Beyond online payments, WLFI has also expanded into offline consumption scenarios. Through native integration with Bitrefill, a global giant in gift cards and telecommunications services, agents equipped with the AgentPay SDK can use USD1 to independently purchase virtual credit cards, global eSIM cards, and various lifestyle service gift cards. This means that agents running in the cloud can not only pay computing power bills and subscribe to online APIs, but also independently book airline tickets, handle communication services, and purchase physical goods.
From on-chain settlement between agents to real-world consumption covering clothing, food, housing, and transportation, USD1 will rely on the AgentPay SDK to lay out a two-way "on-chain-entity" transaction channel, shaping a prototype for the commercialization of the still nascent smart agent economy.
As a stablecoin project directly endorsed by the Trump family, USD1 has reshaped the competitive landscape of the stablecoin market in just over a year thanks to its clever political positioning and the heavy adoption by sovereign capital.

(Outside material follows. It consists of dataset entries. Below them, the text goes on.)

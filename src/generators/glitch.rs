//! Random glitch distortions in short bursts.

use super::{param_f32, param_seed, FrameEffect, ParamBag};
use crate::frame::{Frame, Rgb};
use rand::rngs::SmallRng;
use rand::{Rng, SeedableRng};

/// Burst-gated glitch: row displacement, channel offset, color blocks.
///
/// Outside a burst the frame passes through untouched. `intensity`
/// controls how often bursts trigger; each burst lasts 50-250 ms.
pub struct Glitch {
    width: u32,
    height: u32,
    intensity: f32,
    burst_end: f32,
    rng: SmallRng,
}

impl Glitch {
    /// Parameters: `intensity` (default 0.3), `seed` (optional, for
    /// deterministic output).
    pub fn new(width: u32, height: u32, params: &ParamBag) -> Self {
        let rng = match param_seed(params) {
            Some(seed) => SmallRng::seed_from_u64(seed),
            None => SmallRng::from_entropy(),
        };
        Self {
            width,
            height,
            intensity: param_f32(params, "intensity", 0.3),
            burst_end: 0.0,
            rng,
        }
    }

    fn shift_row(frame: &mut Frame, y: u32, shift: i64) {
        let width = frame.width() as i64;
        let row: Vec<Rgb> = (0..frame.width())
            .map(|x| frame.get(x, y).unwrap_or(Rgb::BLACK))
            .collect();
        for x in 0..frame.width() {
            let src = (i64::from(x) - shift).rem_euclid(width) as u32;
            frame.set(x, y, row[src as usize]);
        }
    }

    fn shift_channel(frame: &mut Frame, channel: usize, shift: i64) {
        let width = frame.width() as i64;
        for y in 0..frame.height() {
            let row: Vec<u8> = (0..frame.width())
                .map(|x| {
                    let p = frame.get(x, y).unwrap_or(Rgb::BLACK);
                    match channel {
                        0 => p.r,
                        1 => p.g,
                        _ => p.b,
                    }
                })
                .collect();
            for x in 0..frame.width() {
                let src = (i64::from(x) - shift).rem_euclid(width) as usize;
                let mut p = frame.get(x, y).unwrap_or(Rgb::BLACK);
                match channel {
                    0 => p.r = row[src],
                    1 => p.g = row[src],
                    _ => p.b = row[src],
                }
                frame.set(x, y, p);
            }
        }
    }
}

impl FrameEffect for Glitch {
    fn apply(&mut self, base: &Frame, t: f32) -> Frame {
        if t >= self.burst_end {
            if self.rng.gen::<f32>() < self.intensity * 0.3 {
                self.burst_end = t + self.rng.gen_range(0.05..0.25);
            } else {
                return base.clone();
            }
        }

        let mut out = base.clone();

        // Row displacement
        let max_rows = (self.height / 4).max(1);
        let num_rows = self.rng.gen_range(1..=max_rows);
        for _ in 0..num_rows {
            let y = self.rng.gen_range(0..self.height);
            let reach = i64::from(self.width / 3).max(1);
            let shift = self.rng.gen_range(-reach..=reach);
            Self::shift_row(&mut out, y, shift);
        }

        // RGB channel offset
        if self.rng.gen::<f32>() < 0.5 {
            let channel = self.rng.gen_range(0..3usize);
            let shift = self.rng.gen_range(-5..=5i64);
            Self::shift_channel(&mut out, channel, shift);
        }

        // Random color blocks
        if self.rng.gen::<f32>() < 0.3 {
            let num_blocks = self.rng.gen_range(1..=3);
            for _ in 0..num_blocks {
                let bx = self.rng.gen_range(0..self.width.saturating_sub(3).max(1));
                let by = self.rng.gen_range(0..self.height.saturating_sub(1).max(1));
                let bw = self.rng.gen_range(3..=(self.width - bx).min(20).max(3));
                let bh = self.rng.gen_range(1..=(self.height - by).min(4).max(1));
                let color = Rgb::new(self.rng.gen(), self.rng.gen(), self.rng.gen());
                out.fill_rect(bx, by, bw, bh, color);
            }
        }

        out
    }

    fn update_params(&mut self, params: &ParamBag) {
        self.intensity = param_f32(params, "intensity", self.intensity);
    }
}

The next test for USD1 will be whether it can break free from the greenhouse of "policy dividends" and shift to endogenous growth driven by cross-border exchange settlement and agent payments.
In the fertile ground of the stablecoin sector, the rise of USD1 is a unique gamble. The halo effect of its background has accelerated its growth, but the real test lies in whether it can turn the blueprint of "borderless payments" and "silicon-based economy" into reality.